The number of electrons in the outer energy levels of metals is small; they are easily separated from the nucleus. As a result of this detachment, metal ions and free electrons are formed. These electrons are called "electron gas". Electrons move freely throughout the volume of the metal and are constantly bound and separated from atoms.

The structure of the metal substance is as follows: crystal cell is the skeleton of matter, and between its nodes electrons can move freely.

The following examples can be given:

Mg - 2е<->Mg 2+

Cs-e<->Cs+

Ca - 2e<->Ca2+

Fe-3e<->Fe 3+

Covalent: polar and non-polar

The most common type of chemical interaction is a covalent bond. The electronegativity values ​​of the elements that interact do not differ sharply; therefore, only a shift of the common electron pair to a more electronegative atom occurs.

Covalent interactions can be formed by an exchange mechanism or a donor-acceptor mechanism.

The exchange mechanism is realized if each of the atoms has unpaired electrons on the outer electronic levels and the overlap of atomic orbitals leads to the appearance of a pair of electrons that already belongs to both atoms. When one of the atoms has a pair of electrons on the outer electronic level, and the other has a free orbital, then when the atomic orbitals overlap, the electron pair is shared and interacts according to the donor-acceptor mechanism.

Covalent ones are divided by multiplicity into:

• simple or single;
• double;
• triples.

Double ones ensure the sharing of two pairs of electrons at once, and triple ones - three.

According to the distribution of electron density (polarity) between bonded atoms, a covalent bond is divided into:

• non-polar;
• polar.

A nonpolar bond is formed by identical atoms, and a polar bond is formed by different electronegativity.

The interaction of atoms with similar electronegativity is called a nonpolar bond. The common pair of electrons in such a molecule is not attracted to either atom, but belongs equally to both.

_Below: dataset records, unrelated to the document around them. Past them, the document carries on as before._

//! Request handlers for worker dispatch and health checks.
//!
//! Worker dispatch is the router's fallback: every path that no other
//! route claims is offered to the [`WorkerManager`](edge_workers_core::WorkerManager).

use std::time::Instant;

use axum::Json;
use axum::body::to_bytes;
use axum::extract::{Request, State};
use axum::http::StatusCode;
use axum::response::{IntoResponse, Response};
use tracing::{error, info, instrument, warn};
use uuid::Uuid;

use edge_workers_common::WorkerError;

use crate::request::inbound_from_axum;
use crate::response::into_axum_response;
use crate::state::AppState;

/// JSON error body with the given status.
pub fn error_response(status: StatusCode, message: &str) -> Response {
    (status, Json(serde_json::json!({ "error": message }))).into_response()
}

/// Route a request to a worker and adapt its response.
///
/// This handler:
/// 1. Buffers the request body up to the configured limit
/// 2. Lets the manager resolve the route and run the guest handler
/// 3. Converts the guest response, streaming it if needed
#[instrument(skip_all, fields(method = %request.method(), path = %request.uri().path()))]
pub async fn dispatch_worker(State(state): State<AppState>, request: Request) -> Response {
    let start = Instant::now();
    let request_id = Uuid::new_v4().to_string();

    let (parts, body) = request.into_parts();
    let body = match to_bytes(body, state.max_body_bytes()).await {
        Ok(body) => body,
        Err(e) => {
            warn!(request_id = %request_id, error = %e, "Rejected request body");
            return error_response(StatusCode::PAYLOAD_TOO_LARGE, "Request body too large");
        }
    };
    let inbound = inbound_from_axum(&axum::http::Request::from_parts(parts, ()), body);

    match state.manager().dispatch(inbound).await {
        Ok(dispatched) => {
            info!(
                request_id = %request_id,
                worker_id = %dispatched.worker_id,
                status = dispatched.response.status,
                body = ?dispatched.response.body.kind(),
                duration_ms = start.elapsed().as_millis(),
                "Request dispatched"
            );
            into_axum_response(dispatched.response)
        }
        Err(e) => {
            if !e.is_routing_outcome() {
                error!(
                    request_id = %request_id,
                    error = %e,
                    duration_ms = start.elapsed().as_millis(),
                    "Request failed"
                );
            }
            error_to_response(&e)
        }
    }
}

/// Convert a dispatch error to an HTTP response.
///
/// Guest messages and stack traces stay in the worker's logs; clients only
/// see a generic message.
pub fn error_to_response(error: &WorkerError) -> Response {
    match error {
        WorkerError::NotAWorkerRoute { .. } => error_response(StatusCode::NOT_FOUND, "Not found"),
        WorkerError::WorkerNotRunning { route } => error_response(
            StatusCode::NOT_FOUND,
            &format!("No running worker for route: {route}"),
        ),
        WorkerError::UnknownRoute { .. } => {
            error_response(StatusCode::NOT_FOUND, "Worker route does not exist")
        }
        WorkerError::Timeout { budget_ms, .. } => error_response(
            StatusCode::GATEWAY_TIMEOUT,
            &format!("Worker timed out after {budget_ms}ms"),
        ),
        WorkerError::ShuttingDown => {
            error_response(StatusCode::SERVICE_UNAVAILABLE, "Server is shutting down")
        }
        _ => error_response(StatusCode::INTERNAL_SERVER_ERROR, "Worker execution error"),
    }
}

/// Health check handler.
///
/// Returns 200 OK if the server is running.
pub async fn health_check() -> impl IntoResponse {
    (StatusCode::OK, "OK")
}

/// Readiness check handler.
///
/// Returns 200 OK with the number of running workers while requests are
/// accepted, 503 once shutdown has begun.
pub async fn readiness_check(State(state): State<AppState>) -> impl IntoResponse {
    let manager = state.manager();
    let accepting = manager.is_accepting();
    let body = serde_json::json!({
        "status": if accepting { "ready" } else { "shutting_down" },
        "running_workers": manager.snapshot().len(),
        "inflight": manager.inflight(),
    });
    let status = if accepting {
        StatusCode::OK
    } else {
        StatusCode::SERVICE_UNAVAILABLE
    };
    (status, Json(body))
}

#[cfg(test)]
mod tests {
    use super::*;

    #[test]
    fn test_routing_outcomes_are_404() {
        let err = WorkerError::NotAWorkerRoute { path: "/x".into() };
        assert_eq!(error_to_response(&err).status(), StatusCode::NOT_FOUND);

        let err = WorkerError::WorkerNotRunning { route: "x".into() };
        assert_eq!(error_to_response(&err).status(), StatusCode::NOT_FOUND);

        let err = WorkerError::UnknownRoute { path: "/xy".into() };
        assert_eq!(error_to_response(&err).status(), StatusCode::NOT_FOUND);
    }

    #[test]
    fn test_error_to_response_timeout() {
        let err = WorkerError::Timeout {
            worker_id: "w".into(),
            budget_ms: 1000,
        };
        assert_eq!(error_to_response(&err).status(), StatusCode::GATEWAY_TIMEOUT);
    }

    #[test]
    fn test_handler_error_is_generic_500() {
        let err = WorkerError::handler("w", "TypeError: secret detail at line 3");
        let resp = error_to_response(&err);
        assert_eq!(resp.status(), StatusCode::INTERNAL_SERVER_ERROR);
    }

    #[test]
    fn test_shutting_down_is_503() {
        assert_eq!(
            error_to_response(&WorkerError::ShuttingDown).status(),
            StatusCode::SERVICE_UNAVAILABLE
        );
    }
}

The interaction of elements differing in electronegativity leads to the formation of polar bonds. In this type of interaction, shared electron pairs are attracted to the more electronegative element, but are not completely transferred to it (that is, the formation of ions does not occur). As a result of this shift in electron density, partial charges appear on the atoms: the more electronegative one has a negative charge, and the less electronegative one has a positive charge.

Properties and characteristics of covalency

Main characteristics of a covalent bond:

• The length is determined by the distance between the nuclei of interacting atoms.
• Polarity is determined by the displacement of the electron cloud towards one of the atoms.
• Directionality is the property of forming bonds oriented in space and, accordingly, molecules having certain geometric shapes.
• Saturation is determined by the ability to form a limited number of bonds.
• Polarizability is determined by the ability to change polarity under the influence of an external electric field.
• The energy required to break a bond determines its strength.

An example of a covalent nonpolar interaction can be the molecules of hydrogen (H2), chlorine (Cl2), oxygen (O2), nitrogen (N2) and many others.

H· + ·H → H-H molecule has a single non-polar bond,

O: + :O → O=O molecule has a double nonpolar,

Ṅ: + Ṅ: → N≡N the molecule is triple nonpolar.

As examples of covalent bonding chemical elements we can cite molecules of carbon dioxide (CO2) and carbon monoxide (CO), hydrogen sulfide (H2S), of hydrochloric acid(HCL), water (H2O), methane (CH4), sulfur oxide (SO2) and many others.

In the CO2 molecule, the relationship between carbon and oxygen atoms is covalent polar, since the more electronegative hydrogen attracts electron density. Oxygen has two unpaired electrons in its outer shell, while carbon can provide four valence electrons to form the interaction. As a result, double bonds are formed and the molecule looks like this: O=C=O.

In order to determine the type of bond in a particular molecule, it is enough to consider its constituent atoms. Simple metal substances form a metallic bond, metals with nonmetals form an ionic bond, simple nonmetal substances form a covalent nonpolar bond, and molecules consisting of different nonmetals form through a polar covalent bond.